Quintabsatz=Half Cadence.
Kadenz=Perfect Cadence with full or heightened finality.
Each word also stands for phrase leading up to such from previous of such or from beginning.

Mozart also changed - and Koch recorded the change - the order between the tonalities. Any work in C major, the tonality preference was, in Riepl:

C, G, Am, Em, F, Dm

But in Mozart and in the theoretican Koch following him:

C, G, Am, F, Dm, Em

Before Riepl, in the time of Bach and Händel, the first three had been C, G, Em in any major piece and Am, Em, C in any minor piece.

Riepl defined the preferences in minor as being rather Am, C, Em - and Mozart and Koch follow that series.

Riepl also defined the sequence of constituent tonalities in the development section ("first half of the second reprise"):

G, C, Am
or G, Am
or C, Am
or Am throughout.

Not all of the Viennese Classics follow that. There are people who involve Dm not just as a passing and sequential tonality - towards G or C - but as a constituent one. There are people who in A minor movements ended the development section in G.

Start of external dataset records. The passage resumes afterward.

#[cfg(test)]
mod test {
    use std::collections::BTreeMap;

    use super::*;
    use crate::{
        metrics::{Metric, Reduction},
        plot::RecordingRenderer,
        tree::TreeBuilder,
    };

    fn key(metric: Metric) -> MetricKey {
        MetricKey::new(metric, Reduction::Mean)
    }

    /// Location tree with two algorithms and two beacon intervals at a single location.
    fn tree() -> ResultTree {
        let mut builder = TreeBuilder::new(Process::Location);
        for (algorithm, beacon, value) in [("A", 1.0, 1.0), ("A", 2.0, 2.0), ("B", 1.0, 3.0)] {
            builder
                .push(
                    vec![
                        "zurich".into(),
                        algorithm.into(),
                        beacon.into(),
                        5.0.into(),
                        0.5.into(),
                    ],
                    BTreeMap::from_iter([
                        (key(Metric::Overhead), value),
                        (key(Metric::ClusterSize), value),
                    ]),
                )
                .unwrap();
        }
        builder.finish()
    }

    fn run(tree: &ResultTree, input: &str) -> (usize, Vec<(Chart, Target)>, String) {
        let mut session = Session::new(
            tree,
            input.as_bytes(),
            Vec::new(),
            RecordingRenderer::default(),
            "plots",
        );
        let n = session.run().unwrap();
        let output = String::from_utf8(session.output().clone()).unwrap();
        (n, session.renderer().charts.clone(), output)
    }

    #[test]
    fn quit_immediately() {
        let (n, charts, output) = run(&tree(), "2\n");
        assert_eq!(n, 0);
        assert!(charts.is_empty());
        assert!(output.contains("0.) zurich\n1.) Use as axis\n2.) Quit\n"));
    }

    #[test]
    fn end_of_input() {
        let (n, _, _) = run(&tree(), "");
        assert_eq!(n, 0);
    }

    #[test]
    fn show_single_metric() {
        // location, algorithms A and B, beacon as axis, freshness values, then the first metric
        let input = "0\n0,1\n2\n0\n0\n0\nn\n2\n";
        let (n, charts, output) = run(&tree(), input);
        assert_eq!(n, 1);
        let (chart, target) = &charts[0];
        assert_eq!(target, &Target::Show);
        assert_eq!(chart.title, "Mean Overhead vs. Beacon Interval");
        assert_eq!(chart.series.len(), 2);
        assert_eq!(chart.series[0].name, "Algorithm=A");
        assert_eq!(chart.series[0].y, vec![1.0, 2.0]);
        assert_eq!(chart.series[1].name, "Algorithm=B");
        assert_eq!(chart.series[1].y, vec![3.0]);
        assert_eq!(chart.x_range, Some((0.0, 2.1)));
        assert!(output.contains(TRY_AGAIN));
    }

    #[test]
    fn series_with_own_axis_values() {
        let mut builder = TreeBuilder::new(Process::Location);
        for (algorithm, beacon, value) in [
            ("A", 1.0, 1.0),
            ("A", 2.0, 2.0),
            ("B", 1.0, 3.0),
            ("B", 2.0, 4.0),
            ("B", 3.0, 5.0),
        ] {
            builder
                .push(
                    vec![
                        "zurich".into(),
                        algorithm.into(),
                        beacon.into(),
                        5.0.into(),
                        0.5.into(),
                    ],
                    BTreeMap::from_iter([(key(Metric::Overhead), value)]),
                )
                .unwrap();
        }
        let tree = builder.finish();

        // the axis menu only lists the beacon intervals of algorithm A
        let input = "0\n0,1\n2\n0\n0\n0\nn\n2\n";
        let (n, charts, _) = run(&tree, input);
        assert_eq!(n, 1);
        let series = &charts[0].0.series;
        assert_eq!(series[0].y, vec![1.0, 2.0]);
        assert_eq!(
            series[1].x,
            vec![ParamValue::from(1.0), 2.0.into(), 3.0.into()]
        );
        assert_eq!(series[1].y, vec![3.0, 4.0, 5.0]);
    }

    #[test]
    fn try_another_metric() {
        let input = "0\n0\n2\n0\n0\n0\n\n1\nn\n2\n";
        let (n, charts, _) = run(&tree(), input);
        assert_eq!(n, 2);
        assert_eq!(charts[0].0.title, "Mean Overhead vs. Beacon Interval");
        assert_eq!(charts[1].0.title, "Mean Cluster Size vs. Beacon Interval");
    }

    #[test]
    fn store_several_metrics() {
        let input = "0\n0\n2\n0\n0\n0,1\n2\n";
        let (n, charts, output) = run(&tree(), input);
        assert_eq!(n, 2);
        assert_eq!(
            charts[0].1,
            Target::File(PathBuf::from("plots/Mean_Overhead_vs_Beacon_Interval.html"))
        );
        assert!(matches!(charts[1].1, Target::File(_)));
        assert!(output.contains("Stored plots/Mean_Cluster_Size_vs_Beacon_Interval.html"));
        // no question after storing
        assert!(!output.contains(TRY_AGAIN));
    }

    #[test]
    fn axis_chosen_twice() {
        // location as axis, then algorithm as axis again (refused), then a valid answer
        let input = "1\n2\n0\n0\n0\n0\n0\nn\n2\n";
        let (n, charts, output) = run(&tree(), input);
        assert!(output.contains("Location already chosen as axis."));
        assert_eq!(n, 1);
        assert_eq!(charts[0].0.title, "Mean Overhead vs. Location");
        assert_eq!(charts[0].0.x_range, None);
    }

    #[test]
    fn explicit_axis_required() {
        let input = "0\n0\n0\n0\n0\n2\n";
        let (n, _, output) = run(&tree(), input);
        assert_eq!(n, 0);
        assert!(output.contains("No dimension was chosen as axis, start again."));
    }

    #[test]
    fn invalid_answer_restarts() {
        let input = "0\nfoo\n2\n";
        let (n, _, output) = run(&tree(), input);
        assert_eq!(n, 0);
        assert_eq!(output.matches("Location\n0.) zurich").count(), 2);
    }
}
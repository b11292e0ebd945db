//! Utility library for the AMACAD analysis tools: reading OMNeT++ result files and serde helpers.

pub mod omnet;
pub mod serde;
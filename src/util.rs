// AMACAD cluster analysis: Aggregation and exploration of clustering simulation results
// Copyright (C) 2024-2025 The AMACAD analysis authors
//
// This program is free software: you can redistribute it and/or modify
// it under the terms of the GNU General Public License as published by
// the Free Software Foundation, either version 3 of the License, or
// (at your option) any later version.
//
// This program is distributed in the hope that it will be useful,
// but WITHOUT ANY WARRANTY; without even the implied warranty of
// MERCHANTABILITY or FITNESS FOR A PARTICULAR PURPOSE.  See the
// GNU General Public License for more details.
//
// You should have received a copy of the GNU General Public License
// along with this program.  If not, see <http://www.gnu.org/licenses/>.

//! Utility module collection of functions

use std::{path::Path, time::Duration};

use indicatif::MultiProgress;
use indicatif_log_bridge::LogWrapper;

/// Configuration file for `log4rs`, looked up in the working directory.
pub const LOG_CONFIG: &str = "log4rs.yml";

/// Initialize logging. If `log4rs.yml` exists, it configures the loggers. Otherwise, log lines
/// are printed to stderr at the level given by `RUST_LOG` (`info` by default), without tearing
/// progress bars drawn on the returned [`MultiProgress`].
pub fn init_logging() -> anyhow::Result<MultiProgress> {
    let multi = MultiProgress::new();

    if Path::new(LOG_CONFIG).exists() {
        log4rs::init_file(LOG_CONFIG, Default::default())?;
        return Ok(multi);
    }

    let mut builder = pretty_env_logger::formatted_builder();
    match std::env::var("RUST_LOG") {
        Ok(filters) => builder.parse_filters(&filters),
        Err(_) => builder.filter_level(log::LevelFilter::Info),
    };
    let logger = builder.build();
    let level = logger.filter();
    LogWrapper::new(multi.clone(), logger).try_init()?;
    log::set_max_level(level);

    Ok(multi)
}

/// Format a duration as `h:mm:ss`.
pub fn fmt_elapsed(elapsed: Duration) -> String {
    let secs = elapsed.as_secs();
    format!("{}:{:02}:{:02}", secs / 3600, (secs / 60) % 60, secs % 60)
}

Now, Wolfgang Budday (a Musicologist Professor at University of Hamburg, retired but alive last time I checked) analysed heaps and heaps of piano sonatas. Haydn and Mozart but also close contemporaries Neefe, Wagenseil, Galuppi, Steffan. Beethoven is already another style. But, looking at development sections, it was invariably the canonic tonality sequences as defined by Riepl that Mozart and Haydn used.

I am not saying this as backing Neefe, Wagenseil and Galuppi against Mozart and Haydn. I am not trying to be wiser than the millions who have never heard of Neefe, Wagenseil and Galuppi but who love Eine Kleine Nachtmusik (and yes, it follows Riepl!). I am saying that the ones who tried to transcend Riepl were not the great composers. At least not to most of us.

Hans-Georg Lundahl
Georges Pompidou Library
10-II-2012 - Blessed Arnaud

1 comment:

Hans-Georg Lundahl said...

Seems he misread the score and therefore misunderstood the style.

Has been cleared between us, looking forward to next mp3.